Task to carry out
The entries below are to be retyped exactly. Preserve every word.

Dataset records
*** Block opens ***
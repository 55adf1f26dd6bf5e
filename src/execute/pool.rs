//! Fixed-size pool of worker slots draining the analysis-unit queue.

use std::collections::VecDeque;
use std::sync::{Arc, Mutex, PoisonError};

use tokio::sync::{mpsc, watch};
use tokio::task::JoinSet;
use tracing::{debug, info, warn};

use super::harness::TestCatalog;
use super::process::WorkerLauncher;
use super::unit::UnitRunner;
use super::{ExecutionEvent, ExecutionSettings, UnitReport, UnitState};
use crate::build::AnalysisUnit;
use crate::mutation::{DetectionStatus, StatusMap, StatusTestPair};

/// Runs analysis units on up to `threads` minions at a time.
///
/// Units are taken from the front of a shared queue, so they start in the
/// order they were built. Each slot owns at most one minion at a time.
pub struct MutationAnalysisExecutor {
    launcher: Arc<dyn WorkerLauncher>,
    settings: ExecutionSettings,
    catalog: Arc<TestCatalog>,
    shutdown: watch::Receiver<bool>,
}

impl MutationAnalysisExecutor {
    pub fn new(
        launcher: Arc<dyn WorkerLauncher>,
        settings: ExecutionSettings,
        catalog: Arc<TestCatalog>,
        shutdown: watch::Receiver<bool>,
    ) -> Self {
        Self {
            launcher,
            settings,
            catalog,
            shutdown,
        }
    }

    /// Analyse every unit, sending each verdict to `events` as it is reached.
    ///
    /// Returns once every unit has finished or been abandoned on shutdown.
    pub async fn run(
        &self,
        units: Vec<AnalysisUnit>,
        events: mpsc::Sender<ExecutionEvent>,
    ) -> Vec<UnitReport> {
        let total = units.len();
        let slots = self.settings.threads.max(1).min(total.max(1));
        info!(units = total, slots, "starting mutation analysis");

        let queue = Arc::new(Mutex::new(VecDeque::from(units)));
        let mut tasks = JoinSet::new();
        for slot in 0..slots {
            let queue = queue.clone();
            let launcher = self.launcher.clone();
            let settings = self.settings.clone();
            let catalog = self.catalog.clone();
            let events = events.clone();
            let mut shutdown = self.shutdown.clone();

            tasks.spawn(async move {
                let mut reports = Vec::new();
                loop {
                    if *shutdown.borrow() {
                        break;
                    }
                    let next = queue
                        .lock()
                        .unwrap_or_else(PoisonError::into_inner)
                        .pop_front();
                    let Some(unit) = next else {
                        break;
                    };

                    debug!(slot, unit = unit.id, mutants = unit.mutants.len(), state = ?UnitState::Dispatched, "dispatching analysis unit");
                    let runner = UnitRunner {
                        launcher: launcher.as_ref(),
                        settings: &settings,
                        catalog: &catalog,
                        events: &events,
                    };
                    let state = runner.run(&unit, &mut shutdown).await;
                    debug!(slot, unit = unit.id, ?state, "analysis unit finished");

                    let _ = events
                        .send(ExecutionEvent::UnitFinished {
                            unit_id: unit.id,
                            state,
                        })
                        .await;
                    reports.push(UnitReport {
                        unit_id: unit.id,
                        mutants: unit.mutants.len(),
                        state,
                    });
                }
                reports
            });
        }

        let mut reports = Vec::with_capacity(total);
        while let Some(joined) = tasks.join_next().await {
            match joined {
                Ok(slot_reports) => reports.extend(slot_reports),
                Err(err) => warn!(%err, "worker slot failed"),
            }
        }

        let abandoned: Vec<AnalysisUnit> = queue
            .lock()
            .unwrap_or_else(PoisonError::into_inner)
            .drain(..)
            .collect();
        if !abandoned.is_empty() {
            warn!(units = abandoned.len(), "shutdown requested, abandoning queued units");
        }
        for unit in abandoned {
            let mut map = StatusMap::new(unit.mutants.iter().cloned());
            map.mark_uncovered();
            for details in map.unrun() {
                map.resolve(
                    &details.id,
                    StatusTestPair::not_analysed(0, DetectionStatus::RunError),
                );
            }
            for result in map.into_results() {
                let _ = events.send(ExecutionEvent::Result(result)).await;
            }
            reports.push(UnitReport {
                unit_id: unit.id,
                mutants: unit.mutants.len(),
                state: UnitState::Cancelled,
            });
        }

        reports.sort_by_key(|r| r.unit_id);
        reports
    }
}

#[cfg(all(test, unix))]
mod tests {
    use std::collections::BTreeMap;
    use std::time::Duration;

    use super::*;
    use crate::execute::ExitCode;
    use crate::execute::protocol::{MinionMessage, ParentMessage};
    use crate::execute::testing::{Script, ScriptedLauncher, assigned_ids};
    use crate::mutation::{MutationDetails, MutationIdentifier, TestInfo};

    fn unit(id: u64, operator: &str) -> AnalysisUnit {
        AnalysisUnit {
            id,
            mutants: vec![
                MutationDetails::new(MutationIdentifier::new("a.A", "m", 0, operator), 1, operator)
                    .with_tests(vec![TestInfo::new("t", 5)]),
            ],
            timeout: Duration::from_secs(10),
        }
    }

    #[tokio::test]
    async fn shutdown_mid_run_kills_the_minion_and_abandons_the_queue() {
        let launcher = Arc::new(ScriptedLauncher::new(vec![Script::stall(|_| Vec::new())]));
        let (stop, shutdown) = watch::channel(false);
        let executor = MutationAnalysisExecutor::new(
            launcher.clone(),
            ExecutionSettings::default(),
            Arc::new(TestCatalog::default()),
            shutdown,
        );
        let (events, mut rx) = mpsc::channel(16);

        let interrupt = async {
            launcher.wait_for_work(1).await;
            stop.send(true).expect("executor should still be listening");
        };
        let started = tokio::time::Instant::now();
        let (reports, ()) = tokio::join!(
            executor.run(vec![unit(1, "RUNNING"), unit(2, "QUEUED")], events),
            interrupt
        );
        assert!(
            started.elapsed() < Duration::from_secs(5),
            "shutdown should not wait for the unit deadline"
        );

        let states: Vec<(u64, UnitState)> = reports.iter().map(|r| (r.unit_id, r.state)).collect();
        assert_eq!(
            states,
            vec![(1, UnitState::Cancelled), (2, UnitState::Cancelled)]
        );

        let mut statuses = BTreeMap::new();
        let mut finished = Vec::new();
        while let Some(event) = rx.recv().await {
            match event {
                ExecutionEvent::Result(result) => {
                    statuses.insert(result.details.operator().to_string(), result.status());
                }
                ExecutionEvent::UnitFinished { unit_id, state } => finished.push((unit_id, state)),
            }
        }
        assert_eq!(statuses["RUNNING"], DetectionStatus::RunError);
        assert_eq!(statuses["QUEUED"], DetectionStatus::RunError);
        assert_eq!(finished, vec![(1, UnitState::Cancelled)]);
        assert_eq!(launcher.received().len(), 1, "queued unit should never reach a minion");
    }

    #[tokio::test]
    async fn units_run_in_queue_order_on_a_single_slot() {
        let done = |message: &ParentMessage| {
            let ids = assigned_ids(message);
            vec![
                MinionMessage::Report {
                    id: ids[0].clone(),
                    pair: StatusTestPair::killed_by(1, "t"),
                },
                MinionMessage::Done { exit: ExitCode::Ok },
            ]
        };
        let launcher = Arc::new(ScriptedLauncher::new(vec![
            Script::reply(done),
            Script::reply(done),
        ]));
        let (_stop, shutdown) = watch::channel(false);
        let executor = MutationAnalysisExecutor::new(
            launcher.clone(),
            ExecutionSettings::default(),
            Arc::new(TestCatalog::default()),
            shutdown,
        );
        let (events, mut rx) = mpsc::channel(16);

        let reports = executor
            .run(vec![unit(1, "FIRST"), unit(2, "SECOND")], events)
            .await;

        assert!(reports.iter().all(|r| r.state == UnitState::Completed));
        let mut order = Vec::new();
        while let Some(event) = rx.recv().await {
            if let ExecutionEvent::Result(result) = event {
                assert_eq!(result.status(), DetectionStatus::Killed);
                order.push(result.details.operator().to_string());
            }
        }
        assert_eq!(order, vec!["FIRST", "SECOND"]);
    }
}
*** Block closes ***
Solution to the problem
repository 55adf1f26dd6bf5e
filename src/execute/pool.rs
//! Fixed-size pool of worker slots draining the analysis-unit queue.

use std::collections::VecDeque;
use std::sync::{Arc, Mutex, PoisonError};

use tokio::sync::{mpsc, watch};
use tokio::task::JoinSet;
use tracing::{debug, info, warn};

use super::harness::TestCatalog;
use super::process::WorkerLauncher;
use super::unit::UnitRunner;
use super::{ExecutionEvent, ExecutionSettings, UnitReport, UnitState};
use crate::build::AnalysisUnit;
use crate::mutation::{DetectionStatus, StatusMap, StatusTestPair};

/// Runs analysis units on up to `threads` minions at a time.
///
/// Units are taken from the front of a shared queue, so they start in the
/// order they were built. Each slot owns at most one minion at a time.
pub struct MutationAnalysisExecutor {
    launcher: Arc<dyn WorkerLauncher>,
    settings: ExecutionSettings,
    catalog: Arc<TestCatalog>,
    shutdown: watch::Receiver<bool>,
}

impl MutationAnalysisExecutor {
    pub fn new(
        launcher: Arc<dyn WorkerLauncher>,
        settings: ExecutionSettings,
        catalog: Arc<TestCatalog>,
        shutdown: watch::Receiver<bool>,
    ) -> Self {
        Self {
            launcher,
            settings,
            catalog,
            shutdown,
        }
    }

    /// Analyse every unit, sending each verdict to `events` as it is reached.
    ///
    /// Returns once every unit has finished or been abandoned on shutdown.
    pub async fn run(
        &self,
        units: Vec<AnalysisUnit>,
        events: mpsc::Sender<ExecutionEvent>,
    ) -> Vec<UnitReport> {
        let total = units.len();
        let slots = self.settings.threads.max(1).min(total.max(1));
        info!(units = total, slots, "starting mutation analysis");

        let queue = Arc::new(Mutex::new(VecDeque::from(units)));
        let mut tasks = JoinSet::new();
        for slot in 0..slots {
            let queue = queue.clone();
            let launcher = self.launcher.clone();
            let settings = self.settings.clone();
            let catalog = self.catalog.clone();
            let events = events.clone();
            let mut shutdown = self.shutdown.clone();

            tasks.spawn(async move {
                let mut reports = Vec::new();
                loop {
                    if *shutdown.borrow() {
                        break;
                    }
                    let next = queue
                        .lock()
                        .unwrap_or_else(PoisonError::into_inner)
                        .pop_front();
                    let Some(unit) = next else {
                        break;
                    };

                    debug!(slot, unit = unit.id, mutants = unit.mutants.len(), state = ?UnitState::Dispatched, "dispatching analysis unit");
                    let runner = UnitRunner {
                        launcher: launcher.as_ref(),
                        settings: &settings,
                        catalog: &catalog,
                        events: &events,
                    };
                    let state = runner.run(&unit, &mut shutdown).await;
                    debug!(slot, unit = unit.id, ?state, "analysis unit finished");

                    let _ = events
                        .send(ExecutionEvent::UnitFinished {
                            unit_id: unit.id,
                            state,
                        })
                        .await;
                    reports.push(UnitReport {
                        unit_id: unit.id,
                        mutants: unit.mutants.len(),
                        state,
                    });
                }
                reports
            });
        }

        let mut reports = Vec::with_capacity(total);
        while let Some(joined) = tasks.join_next().await {
            match joined {
                Ok(slot_reports) => reports.extend(slot_reports),
                Err(err) => warn!(%err, "worker slot failed"),
            }
        }

        let abandoned: Vec<AnalysisUnit> = queue
            .lock()
            .unwrap_or_else(PoisonError::into_inner)
            .drain(..)
            .collect();
        if !abandoned.is_empty() {
            warn!(units = abandoned.len(), "shutdown requested, abandoning queued units");
        }
        for unit in abandoned {
            let mut map = StatusMap::new(unit.mutants.iter().cloned());
            map.mark_uncovered();
            for details in map.unrun() {
                map.resolve(
                    &details.id,
                    StatusTestPair::not_analysed(0, DetectionStatus::RunError),
                );
            }
            for result in map.into_results() {
                let _ = events.send(ExecutionEvent::Result(result)).await;
            }
            reports.push(UnitReport {
                unit_id: unit.id,
                mutants: unit.mutants.len(),
                state: UnitState::Cancelled,
            });
        }

        reports.sort_by_key(|r| r.unit_id);
        reports
    }
}

#[cfg(all(test, unix))]
mod tests {
    use std::collections::BTreeMap;
    use std::time::Duration;

    use super::*;
    use crate::execute::ExitCode;
    use crate::execute::protocol::{MinionMessage, ParentMessage};
    use crate::execute::testing::{Script, ScriptedLauncher, assigned_ids};
    use crate::mutation::{MutationDetails, MutationIdentifier, TestInfo};

    fn unit(id: u64, operator: &str) -> AnalysisUnit {
        AnalysisUnit {
            id,
            mutants: vec![
                MutationDetails::new(MutationIdentifier::new("a.A", "m", 0, operator), 1, operator)
                    .with_tests(vec![TestInfo::new("t", 5)]),
            ],
            timeout: Duration::from_secs(10),
        }
    }

    #[tokio::test]
    async fn shutdown_mid_run_kills_the_minion_and_abandons_the_queue() {
        let launcher = Arc::new(ScriptedLauncher::new(vec![Script::stall(|_| Vec::new())]));
        let (stop, shutdown) = watch::channel(false);
        let executor = MutationAnalysisExecutor::new(
            launcher.clone(),
            ExecutionSettings::default(),
            Arc::new(TestCatalog::default()),
            shutdown,
        );
        let (events, mut rx) = mpsc::channel(16);

        let interrupt = async {
            launcher.wait_for_work(1).await;
            stop.send(true).expect("executor should still be listening");
        };
        let started = tokio::time::Instant::now();
        let (reports, ()) = tokio::join!(
            executor.run(vec![unit(1, "RUNNING"), unit(2, "QUEUED")], events),
            interrupt
        );
        assert!(
            started.elapsed() < Duration::from_secs(5),
            "shutdown should not wait for the unit deadline"
        );

        let states: Vec<(u64, UnitState)> = reports.iter().map(|r| (r.unit_id, r.state)).collect();
        assert_eq!(
            states,
            vec![(1, UnitState::Cancelled), (2, UnitState::Cancelled)]
        );

        let mut statuses = BTreeMap::new();
        let mut finished = Vec::new();
        while let Some(event) = rx.recv().await {
            match event {
                ExecutionEvent::Result(result) => {
                    statuses.insert(result.details.operator().to_string(), result.status());
                }
                ExecutionEvent::UnitFinished { unit_id, state } => finished.push((unit_id, state)),
            }
        }
        assert_eq!(statuses["RUNNING"], DetectionStatus::RunError);
        assert_eq!(statuses["QUEUED"], DetectionStatus::RunError);
        assert_eq!(finished, vec![(1, UnitState::Cancelled)]);
        assert_eq!(launcher.received().len(), 1, "queued unit should never reach a minion");
    }

    #[tokio::test]
    async fn units_run_in_queue_order_on_a_single_slot() {
        let done = |message: &ParentMessage| {
            let ids = assigned_ids(message);
            vec![
                MinionMessage::Report {
                    id: ids[0].clone(),
                    pair: StatusTestPair::killed_by(1, "t"),
                },
                MinionMessage::Done { exit: ExitCode::Ok },
            ]
        };
        let launcher = Arc::new(ScriptedLauncher::new(vec![
            Script::reply(done),
            Script::reply(done),
        ]));
        let (_stop, shutdown) = watch::channel(false);
        let executor = MutationAnalysisExecutor::new(
            launcher.clone(),
            ExecutionSettings::default(),
            Arc::new(TestCatalog::default()),
            shutdown,
        );
        let (events, mut rx) = mpsc::channel(16);

        let reports = executor
            .run(vec![unit(1, "FIRST"), unit(2, "SECOND")], events)
            .await;

        assert!(reports.iter().all(|r| r.state == UnitState::Completed));
        let mut order = Vec::new();
        while let Some(event) = rx.recv().await {
            if let ExecutionEvent::Result(result) = event {
                assert_eq!(result.status(), DetectionStatus::Killed);
                order.push(result.details.operator().to_string());
            }
        }
        assert_eq!(order, vec!["FIRST", "SECOND"]);
    }
}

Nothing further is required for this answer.